Negozi derubati: commercianti dai carabinieri
VASTO. Il 5 gennaio scorso, preoccupati per quello che stava accadendo, i commercianti di Vasto Marina, dopo i cinque furti subiti tra Natale e l’Epifania nella località balneare, avevano scritto al...
VASTO. Il 5 gennaio scorso, preoccupati per quello che stava accadendo, i commercianti di Vasto Marina, dopo i cinque furti subiti tra Natale e l’Epifania nella località balneare, avevano scritto al prefetto di Chieti, Antonio Corona lanciano un nuovo Sos. «Ringraziamo il prefetto perché ha raccolto il nostro appello», dice Massimo Di Lorenzo, presidente dell’associazione di operatori Vivere Vasto marina. «Qualche giorno fa», dice Di Lorenzo, «a Vasto è venuto il comandante provinciale dei carabinieri, il colonnello Florimondo Forleo.
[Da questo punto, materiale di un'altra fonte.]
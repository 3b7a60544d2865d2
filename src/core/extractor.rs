//! Walks a type's generic constraints, base, interfaces and members to
//! produce the deduplicated set of types it depends on.

use std::collections::HashSet;
use tracing::debug;

use crate::core::provider::MetadataProvider;
use crate::core::types::{DependencyEdge, EdgeKind, IgnoredBases, TypeKey, TypeNode, TypeRef};

/// Unwraps nullable wrappers and array layers down to the underlying type.
fn canonical(ty: &TypeRef) -> &TypeRef {
    match ty {
        TypeRef::Array(inner) | TypeRef::Nullable(inner) => canonical(inner),
        _ => ty,
    }
}

/// Extracts dependency edges for one type at a time. Pure and total: any
/// well-formed [`TypeNode`] yields a result, never an error.
pub struct DependencyExtractor<'a> {
    provider: &'a dyn MetadataProvider,
    include_explicit: bool,
    custom_dictionary: Option<TypeKey>,
}

impl<'a> DependencyExtractor<'a> {
    pub fn new(provider: &'a dyn MetadataProvider) -> Self {
        Self {
            provider,
            include_explicit: false,
            custom_dictionary: None,
        }
    }

    /// Whether contract-origin members contribute edges.
    pub fn include_explicit_members(mut self, enabled: bool) -> Self {
        self.include_explicit = enabled;
        self
    }

    /// Synthetic target added whenever a dictionary with a non-index key
    /// type is encountered; its import must come from the custom map.
    pub fn with_custom_dictionary(mut self, key: Option<TypeKey>) -> Self {
        self.custom_dictionary = key;
        self
    }

    /// Every type `node` structurally depends on, in discovery order,
    /// deduplicated by target, with self-references removed.
    pub fn dependencies_of(&self, node: &TypeNode) -> Vec<DependencyEdge> {
        let mut edges = Vec::new();
        self.constraint_edges(node, &mut edges);
        self.base_edge(node, &mut edges);
        self.interface_edges(node, &mut edges);
        self.member_edges(node, &mut edges);

        let mut seen = HashSet::new();
        edges.retain(|edge| edge.target != node.key && seen.insert(edge.target.clone()));

        debug!("Extracted {} dependencies for {}", edges.len(), node.key);
        edges
    }

    /// The base clause to render, after the same ignore rules the edge walk
    /// applies. A custom-base override is the emitter's concern, not ours.
    pub fn base_of<'b>(&self, node: &'b TypeNode) -> Option<&'b TypeRef> {
        if matches!(node.directives.ignored_bases, IgnoredBases::All) {
            return None;
        }
        let base = node.base.as_ref()?;
        if self.heritage_hidden(node, base) {
            return None;
        }
        Some(base)
    }

    /// Interface clauses to render, after ignore rules.
    pub fn interfaces_of<'b>(&self, node: &'b TypeNode) -> Vec<&'b TypeRef> {
        if matches!(node.directives.ignored_bases, IgnoredBases::All) {
            return Vec::new();
        }
        node.interfaces
            .iter()
            .filter(|interface| !self.heritage_hidden(node, interface))
            .collect()
    }

    fn heritage_hidden(&self, node: &TypeNode, clause: &TypeRef) -> bool {
        let Some(target) = canonical(clause).target() else {
            return false;
        };
        ignored_base_list(node).contains(target) || self.provider.is_ignored(target)
    }

    fn constraint_edges(&self, node: &TypeNode, out: &mut Vec<DependencyEdge>) {
        for param in &node.generic_params {
            for constraint in &param.constraints {
                let flat = canonical(constraint);
                if flat.is_primitive() {
                    continue;
                }
                self.flat_edges(flat, EdgeKind::GenericConstraint, None, out);
            }
        }
    }

    fn base_edge(&self, node: &TypeNode, out: &mut Vec<DependencyEdge>) {
        if matches!(node.directives.ignored_bases, IgnoredBases::All) {
            return;
        }
        let Some(base) = &node.base else {
            return;
        };
        let ignored = ignored_base_list(node);

        let flat = canonical(base);
        if let Some(target) = flat.target() {
            if ignored.contains(target) {
                return;
            }
        }

        let mut collected = Vec::new();
        self.flat_edges(flat, EdgeKind::Base, None, &mut collected);
        collected
            .retain(|edge| !ignored.contains(&edge.target) && !self.provider.is_ignored(&edge.target));
        out.append(&mut collected);
    }

    fn interface_edges(&self, node: &TypeNode, out: &mut Vec<DependencyEdge>) {
        if matches!(node.directives.ignored_bases, IgnoredBases::All) {
            return;
        }
        let ignored = ignored_base_list(node);

        for interface in &node.interfaces {
            let flat = canonical(interface);
            if let Some(target) = flat.target() {
                if ignored.contains(target) {
                    continue;
                }
            }

            let mut collected = Vec::new();
            self.flat_edges(flat, EdgeKind::Interface, None, &mut collected);
            collected.retain(|edge| {
                !ignored.contains(&edge.target) && !self.provider.is_ignored(&edge.target)
            });
            out.append(&mut collected);
        }
    }

    fn member_edges(&self, node: &TypeNode, out: &mut Vec<DependencyEdge>) {
        for member in self.provider.exportable_members(node, self.include_explicit) {
            // Members with a hand-written replacement type import through
            // the override, not through a dependency edge.
            if member.directives.type_override.is_some() {
                continue;
            }

            let flat = canonical(&member.ty);
            if flat.target() == Some(&node.key) {
                continue;
            }

            self.flat_edges(
                flat,
                EdgeKind::Member,
                member.directives.default_output_dir.as_deref(),
                out,
            );
        }
    }

    /// Expands one already-flattened reference into edges: nothing for
    /// primitives, parameters and ignored targets; the open definition plus
    /// recursively flattened arguments for closed generics; key/value
    /// expansion without a definition edge for dictionaries.
    fn flat_edges(
        &self,
        flat: &TypeRef,
        kind: EdgeKind,
        member_dir: Option<&str>,
        out: &mut Vec<DependencyEdge>,
    ) {
        let mut targets = Vec::new();
        match flat {
            TypeRef::Primitive(_) | TypeRef::Param(_) => return,
            TypeRef::Named { key, args } => {
                if self.provider.is_ignored(key) {
                    return;
                }
                if args.is_empty() {
                    targets.push(key.clone());
                } else {
                    self.closed_generic_targets(key, args, &mut targets);
                }
            }
            TypeRef::Dictionary { key, value } => {
                self.dictionary_targets(key, value, &mut targets);
            }
            TypeRef::Array(_) | TypeRef::Nullable(_) => return,
        }

        out.extend(targets.into_iter().map(|target| {
            DependencyEdge::new(target, kind).with_member_output_dir(member_dir.map(str::to_owned))
        }));
    }

    fn closed_generic_targets(&self, key: &TypeKey, args: &[TypeRef], out: &mut Vec<TypeKey>) {
        out.push(key.clone());
        self.argument_targets(args, out);
    }

    fn argument_targets<'b>(
        &self,
        args: impl IntoIterator<Item = &'b TypeRef>,
        out: &mut Vec<TypeKey>,
    ) {
        for arg in args {
            match canonical(arg) {
                TypeRef::Primitive(_) | TypeRef::Param(_) => {}
                TypeRef::Named { key, args } => {
                    if args.is_empty() {
                        out.push(key.clone());
                    } else {
                        self.closed_generic_targets(key, args, out);
                    }
                }
                TypeRef::Dictionary { key, value } => self.dictionary_targets(key, value, out),
                TypeRef::Array(_) | TypeRef::Nullable(_) => {}
            }
        }
    }

    /// Dictionaries never contribute their own definition. A non-index key
    /// type pulls in the configured custom dictionary type, if any.
    fn dictionary_targets(&self, key: &TypeRef, value: &TypeRef, out: &mut Vec<TypeKey>) {
        if let Some(custom) = &self.custom_dictionary {
            if !key.is_index_key() {
                out.push(custom.clone());
            }
        }
        self.argument_targets([key, value], out);
    }
}

fn ignored_base_list(node: &TypeNode) -> &[TypeKey] {
    match &node.directives.ignored_bases {
        IgnoredBases::Listed(listed) => listed.as_slice(),
        _ => &[],
    }
}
Abbiamo spiegato all’ufficiale quello che accade sulla riviera raccontando la preoccupazione e l’esasperazione di chi vive e lavora qui. L’ufficiale ci ha ascoltato, ha compreso il nostro disagio ed è stato molto sensibile: ha garantito l’attenzione dei carabinieri per la Marina e ha parlato di imminenti iniziative che dovrebbero aiutare la riviera. Ma le forze dell’ordine fanno già l’impossibile», dice Di Lorenzo. «Il problema è che gli uomini in divisa da queste parti sono ormai davvero molto pochi e le telecamere di videosorveglianza da sole non bastano». Il presidente degli operatori torna a chiedere la stessa sensibilità mostrata dai carabinieri a tutte le istituzioni. A nome dei 60 associati al Consorzio Vivere Vasto marina, Di Lorenzo ribadisce preoccupazione per il crescendo di azioni che creano paura e danno. (p.c.)